The answer should consist of each line below that contains the word "SolidExtractor".

--- STORED DATA ---

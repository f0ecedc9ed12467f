// This Source Code Form is subject to the terms of the Mozilla Public
// License, v. 2.0. If a copy of the MPL was not distributed with this
// file, You can obtain one at https://mozilla.org/MPL/2.0/.

//! Solid extraction from nested element geometry.
//!
//! Element geometry is a tree: component instances wrap their own geometry
//! in a local placement and may contain further instances. Extraction walks
//! the tree, composes placements on the way down and returns every leaf solid
//! expressed in a single target frame. The source tree is never mutated.

use crate::mesh::Mesh;
use crate::solid::Solid;
use crate::transform::is_identity;
use nalgebra::Matrix4;

/// Volume at or below which a solid is treated as numerical noise
pub const DEFAULT_VOLUME_EPSILON: f64 = 1e-6;

/// Immutable element geometry tree
#[derive(Debug, Clone)]
pub enum GeometryNode {
    /// Leaf solid in the frame of its enclosing node
    Solid(Mesh),
    /// Nested component instance: `transform` maps its children into the
    /// enclosing frame
    Instance {
        transform: Matrix4<f64>,
        children: Vec<GeometryNode>,
    },
}

impl GeometryNode {
    /// Convenience: an instance node wrapping the given children
    pub fn instance(transform: Matrix4<f64>, children: Vec<GeometryNode>) -> Self {
        GeometryNode::Instance {
            transform,
            children,
        }
    }

    /// Convenience: a group of nodes sharing the enclosing frame
    pub fn group(children: Vec<GeometryNode>) -> Self {
        GeometryNode::Instance {
            transform: Matrix4::identity(),
            children,
        }
    }

    /// Number of leaf solids anywhere under this node
    pub fn leaf_count(&self) -> usize {
        match self {
            GeometryNode::Solid(_) => 1,
            GeometryNode::Instance { children, .. } => {
                children.iter().map(GeometryNode::leaf_count).sum()
            }
        }
    }
}

/// Extracts solids from geometry trees into a target frame
#[derive(Debug, Clone, Copy)]
pub struct SolidExtractor {
    /// Solids with volume at or below this are skipped
    pub volume_epsilon: f64,
}

impl SolidExtractor {
    pub fn new(volume_epsilon: f64) -> Self {
        Self { volume_epsilon }
    }

    /// Flatten `root` into solids expressed in the frame implied by `base`
    ///
    /// `base` maps the root's frame into the target frame; pass the identity
    /// to stay in the element's own frame. The walk uses an explicit stack,
    /// so nesting depth is bounded only by the tree itself. Leaves come out
    /// in depth-first document order.
    pub fn extract(&self, root: &GeometryNode, base: &Matrix4<f64>) -> Vec<Solid> {
        let mut solids = Vec::new();
        let mut pending: Vec<(&GeometryNode, Matrix4<f64>)> = vec![(root, *base)];

        while let Some((node, accumulated)) = pending.pop() {
            match node {
                GeometryNode::Solid(mesh) => {
                    if let Some(solid) = self.leaf(mesh, &accumulated) {
                        solids.push(solid);
                    }
                }
                GeometryNode::Instance {
                    transform,
                    children,
                } => {
                    // Compose: parent * local
                    let composed = accumulated * transform;
                    pending.extend(children.iter().rev().map(|child| (child, composed)));
                }
            }
        }
        solids
    }

    fn leaf(&self, mesh: &Mesh, accumulated: &Matrix4<f64>) -> Option<Solid> {
        if mesh.is_empty() {
            return None;
        }
        let placed = if is_identity(accumulated) {
            mesh.clone()
        } else {
            mesh.transformed(accumulated)
        };
        let solid = Solid::new(placed)?;
        if !solid.is_substantial(self.volume_epsilon) {
            tracing::trace!(volume = solid.volume(), "Skipping negligible solid");
            return None;
        }
        Some(solid)
    }
}

impl Default for SolidExtractor {
    fn default() -> Self {
        Self::new(DEFAULT_VOLUME_EPSILON)
    }
}

/// Extract solids with the default volume threshold
pub fn extract_solids(root: &GeometryNode, base: &Matrix4<f64>) -> Vec<Solid> {
    SolidExtractor::default().extract(root, base)
}

#[cfg(test)]
mod tests {
    use super::*;
    use crate::primitives::box_mesh;
    use approx::assert_relative_eq;
    use nalgebra::{Point3, Vector3};

    fn unit_box() -> Mesh {
        box_mesh(Point3::origin(), Point3::new(1.0, 1.0, 1.0))
    }

    #[test]
    fn test_flat_solid_identity() {
        let node = GeometryNode::Solid(unit_box());
        let solids = extract_solids(&node, &Matrix4::identity());
        assert_eq!(solids.len(), 1);
        assert_relative_eq!(solids[0].bounds().min, Point3::origin());
    }

    #[test]
    fn test_nested_transforms_compose_parent_first() {
        // Outer instance rotates 90° about Z, inner instance translates +10 X.
        // parent * local puts the box at +10 Y in the target frame.
        let rotate = Matrix4::from_axis_angle(&Vector3::z_axis(), std::f64::consts::FRAC_PI_2);
        let translate = Matrix4::new_translation(&Vector3::new(10.0, 0.0, 0.0));
        let tree = GeometryNode::instance(
            rotate,
            vec![GeometryNode::instance(translate, vec![GeometryNode::Solid(unit_box())])],
        );

        let solids = extract_solids(&tree, &Matrix4::identity());
        assert_eq!(solids.len(), 1);
        let c = solids[0].centroid().unwrap();
        assert_relative_eq!(c, Point3::new(-0.5, 10.5, 0.5), epsilon = 1e-9);
    }

    #[test]
    fn test_base_transform_applies_to_every_leaf() {
        let tree = GeometryNode::group(vec![
            GeometryNode::Solid(unit_box()),
            GeometryNode::instance(
                Matrix4::new_translation(&Vector3::new(0.0, 0.0, 5.0)),
                vec![GeometryNode::Solid(unit_box())],
            ),
        ]);
        let base = Matrix4::new_translation(&Vector3::new(100.0, 0.0, 0.0));

        let solids = extract_solids(&tree, &base);
        assert_eq!(solids.len(), 2);
        assert!(solids.iter().all(|s| s.bounds().min.x >= 100.0 - 1e-9));
        assert_relative_eq!(solids[1].bounds().min.z, 5.0);
    }

    #[test]
    fn test_skips_empty_and_flat_solids() {
        let flat = box_mesh(Point3::origin(), Point3::new(1.0, 1.0, 0.0));
        let tree = GeometryNode::group(vec![
            GeometryNode::Solid(Mesh::new()),
            GeometryNode::Solid(flat),
            GeometryNode::Solid(unit_box()),
        ]);
        assert_eq!(tree.leaf_count(), 3);
        assert_eq!(extract_solids(&tree, &Matrix4::identity()).len(), 1);
    }

    #[test]
    fn test_extraction_does_not_mutate_source() {
        let tree = GeometryNode::instance(
            Matrix4::new_translation(&Vector3::new(3.0, 0.0, 0.0)),
            vec![GeometryNode::Solid(unit_box())],
        );
        let first = extract_solids(&tree, &Matrix4::identity());
        let second = extract_solids(&tree, &Matrix4::identity());
        assert_relative_eq!(first[0].bounds().min, second[0].bounds().min);
        match &tree {
            GeometryNode::Instance { children, .. } => match &children[0] {
                GeometryNode::Solid(mesh) => assert_eq!(mesh, &unit_box()),
                _ => unreachable!(),
            },
            _ => unreachable!(),
        }
    }

    #[test]
    fn test_deep_nesting_keeps_every_leaf() {
        // Each level shifts +1 Z and carries its own leaf
        let step = Matrix4::new_translation(&Vector3::new(0.0, 0.0, 1.0));
        let mut node = GeometryNode::Solid(unit_box());
        for _ in 0..1000 {
            node = GeometryNode::instance(step, vec![GeometryNode::Solid(unit_box()), node]);
        }
        assert_eq!(node.leaf_count(), 1001);

        let solids = extract_solids(&node, &Matrix4::identity());
        assert_eq!(solids.len(), 1001);
        assert_relative_eq!(solids[0].bounds().min.z, 1.0, epsilon = 1e-9);
        assert_relative_eq!(solids[1000].bounds().min.z, 1000.0, epsilon = 1e-9);
    }
}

---

THE COMPLETED TASK
pub struct SolidExtractor {
impl SolidExtractor {
impl Default for SolidExtractor {
    SolidExtractor::default().extract(root, base)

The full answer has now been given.